Something twisted in Nadja as she watched him retreat silently. But she couldn't deny what he'd said. Any right-minded girl would choose Francis over Keith. After all, what did Keith have to offer? So what if she felt something akin to a spark every time she and Keith touched? She could keep her head on straight around Francis. Francis didn't drive her up the wall and across the ceiling. She and Francis had never fought, while she and Keith had fought every time they'd met—except that first time. Keith did nothing but steal from the rich and give to the poor, while Francis had the decency to collect donations. She and Francis had almost everything in common, while it surprised her every time she found that she and Keith had something in common (though it wasn't quite as uncommon an occurrence as she would have liked, Nadja had to admit).
Really, why would she choose Keith?
She stomped determinedly in the other direction.
"Nadja?" She stopped, closing her eyes tightly.
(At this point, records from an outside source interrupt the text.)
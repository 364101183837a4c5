//! Search page routes

use std::sync::Arc;

use axum::{
    extract::{RawQuery, State},
    http::StatusCode,
    response::{Html, IntoResponse, Response},
    routing::get,
    Router,
};

use crate::observability::{Event, Logger};
use crate::quake::{SearchHandler, SearchParams, SearchResponse};
use crate::render;

/// Search state shared across handlers
#[derive(Debug)]
pub struct SearchState {
    pub handler: SearchHandler,
}

impl SearchState {
    pub fn new(handler: SearchHandler) -> Self {
        Self { handler }
    }
}

/// Create search routes
pub fn search_routes(state: Arc<SearchState>) -> Router {
    Router::new()
        .route("/", get(index_handler))
        .route("/search", get(search_handler))
        .with_state(state)
}

async fn index_handler() -> Response {
    render_page(&SearchResponse::initial())
}

async fn search_handler(
    State(state): State<Arc<SearchState>>,
    RawQuery(query): RawQuery,
) -> Response {
    let params = SearchParams::from_query(query.as_deref());
    let response = state.handler.search(&params).await;
    render_page(&response)
}

fn render_page(response: &SearchResponse) -> Response {
    match render::page(&response.fields()) {
        Ok(html) => (response.status(), Html(html)).into_response(),
        Err(err) => {
            Logger::error(Event::RenderFailed, &[("error", err.to_string().as_str())]);
            (StatusCode::INTERNAL_SERVER_ERROR, "Internal error").into_response()
        }
    }
}
//! HTTP Server Configuration
//!
//! Bind address and static asset directory.

use serde::{Deserialize, Serialize};

/// HTTP server configuration
#[derive(Debug, Clone, PartialEq, Eq, Serialize, Deserialize)]
pub struct HttpServerConfig {
    /// Host to bind to (default: "0.0.0.0")
    #[serde(default = "default_host")]
    pub host: String,

    /// Port to bind to (default: 3000)
    #[serde(default = "default_port")]
    pub port: u16,

    /// Directory served for paths without a route (default: "public")
    #[serde(default = "default_static_dir")]
    pub static_dir: String,
}

fn default_host() -> String {
    "0.0.0.0".to_string()
}

fn default_port() -> u16 {
    3000
}

fn default_static_dir() -> String {
    "public".to_string()
}

impl Default for HttpServerConfig {
    fn default() -> Self {
        Self {
            host: default_host(),
            port: default_port(),
            static_dir: default_static_dir(),
        }
    }
}

impl HttpServerConfig {
    /// Create a new config with specified port
    pub fn with_port(port: u16) -> Self {
        Self {
            port,
            ..Default::default()
        }
    }

    /// Get the socket address string
    pub fn socket_addr(&self) -> String {
        format!("{}:{}", self.host, self.port)
    }
}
Did he have to come back? She'd been fine parting with him on bad terms. Maybe whatever weird connection they had would have disappeared and they never would have seen each other again.
"For you. Have a nice life with Francis." He dropped a tomato into her hand and left again. Nadja stared after him. If the tomato was supposed to be some sort of peace offering, Keith had failed miserably because she was feeling even more frustrated than before.
Sighing, Nadja plopped down on a nearby bench to munch desolately on the tomato.
It was delicious, she noted with displeasure.